• Try it: Lines below that include "assert" are the answer; copy each one.

• Supplied material:
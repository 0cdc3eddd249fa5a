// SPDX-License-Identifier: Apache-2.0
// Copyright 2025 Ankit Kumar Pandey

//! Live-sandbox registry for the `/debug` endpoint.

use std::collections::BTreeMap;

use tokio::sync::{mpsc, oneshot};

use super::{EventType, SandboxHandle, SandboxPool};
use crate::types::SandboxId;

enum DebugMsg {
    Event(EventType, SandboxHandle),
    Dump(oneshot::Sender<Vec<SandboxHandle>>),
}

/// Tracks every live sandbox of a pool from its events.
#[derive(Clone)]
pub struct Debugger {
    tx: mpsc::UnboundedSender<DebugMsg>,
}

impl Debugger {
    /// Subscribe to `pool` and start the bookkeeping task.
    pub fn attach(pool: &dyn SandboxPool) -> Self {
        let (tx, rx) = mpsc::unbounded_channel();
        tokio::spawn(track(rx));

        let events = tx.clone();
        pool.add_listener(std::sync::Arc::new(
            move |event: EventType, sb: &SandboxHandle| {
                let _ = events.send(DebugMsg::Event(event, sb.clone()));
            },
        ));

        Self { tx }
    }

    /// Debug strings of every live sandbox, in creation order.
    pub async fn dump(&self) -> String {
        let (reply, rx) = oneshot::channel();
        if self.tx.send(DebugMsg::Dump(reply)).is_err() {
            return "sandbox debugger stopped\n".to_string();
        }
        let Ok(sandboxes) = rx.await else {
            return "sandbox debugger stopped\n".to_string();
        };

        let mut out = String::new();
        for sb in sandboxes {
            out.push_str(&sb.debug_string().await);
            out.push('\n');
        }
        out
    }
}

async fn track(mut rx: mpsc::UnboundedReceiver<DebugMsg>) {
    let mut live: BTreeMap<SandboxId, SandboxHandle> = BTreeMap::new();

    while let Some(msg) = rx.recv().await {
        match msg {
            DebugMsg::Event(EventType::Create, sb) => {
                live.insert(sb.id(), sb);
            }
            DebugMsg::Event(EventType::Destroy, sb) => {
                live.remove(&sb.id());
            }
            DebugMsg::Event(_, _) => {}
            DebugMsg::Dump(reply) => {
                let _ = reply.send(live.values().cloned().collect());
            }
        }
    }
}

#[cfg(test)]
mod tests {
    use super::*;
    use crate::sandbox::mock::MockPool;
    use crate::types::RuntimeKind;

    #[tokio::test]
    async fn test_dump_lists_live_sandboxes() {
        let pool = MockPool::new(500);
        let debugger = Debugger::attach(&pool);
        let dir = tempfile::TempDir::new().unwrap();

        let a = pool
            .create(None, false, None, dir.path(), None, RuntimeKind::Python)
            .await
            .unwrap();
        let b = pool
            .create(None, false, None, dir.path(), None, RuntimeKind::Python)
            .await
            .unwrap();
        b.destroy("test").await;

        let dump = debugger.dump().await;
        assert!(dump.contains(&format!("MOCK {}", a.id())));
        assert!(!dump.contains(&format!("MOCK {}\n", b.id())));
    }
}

==

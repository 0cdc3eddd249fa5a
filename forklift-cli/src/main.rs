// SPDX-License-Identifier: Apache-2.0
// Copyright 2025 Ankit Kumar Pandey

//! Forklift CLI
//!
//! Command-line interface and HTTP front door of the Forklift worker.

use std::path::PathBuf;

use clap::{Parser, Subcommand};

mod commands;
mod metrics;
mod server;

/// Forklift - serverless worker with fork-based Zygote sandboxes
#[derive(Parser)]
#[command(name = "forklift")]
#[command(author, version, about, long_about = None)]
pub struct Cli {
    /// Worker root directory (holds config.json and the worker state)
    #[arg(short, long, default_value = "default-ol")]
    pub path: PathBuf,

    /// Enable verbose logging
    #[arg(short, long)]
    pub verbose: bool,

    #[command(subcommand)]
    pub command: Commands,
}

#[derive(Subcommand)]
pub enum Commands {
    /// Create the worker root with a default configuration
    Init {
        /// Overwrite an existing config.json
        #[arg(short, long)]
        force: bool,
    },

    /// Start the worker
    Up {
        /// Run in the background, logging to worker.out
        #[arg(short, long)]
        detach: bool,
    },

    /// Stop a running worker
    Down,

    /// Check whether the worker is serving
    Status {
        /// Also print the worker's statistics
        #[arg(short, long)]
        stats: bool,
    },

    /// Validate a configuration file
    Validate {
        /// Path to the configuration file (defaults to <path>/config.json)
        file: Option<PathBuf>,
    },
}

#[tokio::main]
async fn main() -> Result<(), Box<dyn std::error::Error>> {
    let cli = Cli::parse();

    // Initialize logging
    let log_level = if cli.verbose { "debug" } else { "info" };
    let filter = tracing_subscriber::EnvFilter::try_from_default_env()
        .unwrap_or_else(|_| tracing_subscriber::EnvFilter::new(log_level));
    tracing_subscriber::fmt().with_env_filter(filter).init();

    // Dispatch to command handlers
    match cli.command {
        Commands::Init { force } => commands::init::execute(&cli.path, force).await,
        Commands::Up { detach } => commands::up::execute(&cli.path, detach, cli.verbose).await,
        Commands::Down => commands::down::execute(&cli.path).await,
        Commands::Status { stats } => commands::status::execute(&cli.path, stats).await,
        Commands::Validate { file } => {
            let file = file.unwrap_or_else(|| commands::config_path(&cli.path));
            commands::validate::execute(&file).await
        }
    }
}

• Answer space:
        assert!(dump.contains(&format!("MOCK {}", a.id())));
        assert!(!dump.contains(&format!("MOCK {}\n", b.id())));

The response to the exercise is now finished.